MAXILUS is enrolling patients who have a documented diagnosis of MDS according to World Health Organization (WHO) classification and meet Revised International Prognostic Scoring System (IPSS-R) classification of very low-, low-, or intermediate-risk disease. Cohorts 1 and 2 will enroll patients who are naive to or have been previously treated with erythropoiesis-stimulating agents, respectively. All patients will receive luspatercept at the maximum approved dose of 1.75 mg/kg. The primary objective of the study is to identify the number of participants who achieve RBC transfusion independence for 8 weeks with a simultaneous mean hemoglobin increase of at least 1 g/dL from week 1 to week 24.

Garcia-Manero states that this study holds importance, given the concerns raised during the initial phase 1/2 trials. When luspatercept was first being evaluated, the FDA expressed concern about the potential for significant increases in hemoglobin levels, which may lead to serious complications such as strokes or other toxicities.
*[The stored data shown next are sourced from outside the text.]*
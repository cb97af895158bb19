// ==========================================
// 便利店智能补货系统 - 数据仓储层
// ==========================================
// 依据: AutoOrder_Master_Spec.md - PART D 引擎铁律
// 红线: Repository 不含业务逻辑
// ==========================================
// 职责: 提供数据访问接口,屏蔽数据库细节
// 约束: 所有查询使用参数化,防止 SQL 注入
// ==========================================

pub mod error;
pub mod external_factor_repo;
pub mod inventory_repo;
pub mod prediction_log_repo;
pub mod product_repo;
pub mod promotion_repo;
pub mod sales_repo;

// 重导出核心仓储
pub use error::{RepositoryError, RepositoryResult};
pub use external_factor_repo::{
    ExternalFactorRepository, HolidayContext, HolidayInfo, HolidayPosition,
};
pub use inventory_repo::{InventoryRepository, WasteStats};
pub use prediction_log_repo::{OrderDiffRecord, PredictionLogRepository, ReadingPair};
pub use product_repo::ProductRepository;
pub use promotion_repo::PromotionRepository;
pub use sales_repo::SalesHistoryRepository;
These concerns were pertinent in the context of treating patients with early-stage or lower-risk MDS or anemia, where the risk of adverse effects must be weighed against the benefits of treatment; a single death due to treatment-related complications would be unacceptable, Garcia-Manero emphasizes.

To address these concerns, early-phase trials of luspatercept were designed with a cautious approach to dosing. The dosing regimen for luspatercept starts at 1 mg/kg, with the option to escalate to 1.33 mg/kg and then to 1.75 mg/kg if needed. However, data from the phase 3 MEDALIST (NCT02631070) and COMMANDS (NCT03682536) trials have shown that the majority of patients require dose escalation to achieve the desired therapeutic effect. This raises an important question about the appropriateness of the initial 1 mg/kg dose, Garcia-Manero explains. Given the need for many patients to escalate their dose, it is worth considering whether starting at a higher dose might be more effective in maximizing the drug’s benefits from the outset, rather than using a potentially suboptimal dose for several weeks, he adds.

Starting at a higher dose may lead to quicker and more robust responses, but it also comes with the risk of exacerbating the FDA’s initial concerns about hemoglobin levels rising too rapidly. Ultimately, reevaluating the starting dose and dose escalation of luspatercept is critical in optimizing the use of this drug and ensuring that it is both effective and safe for patients, Garcia-Manero concludes.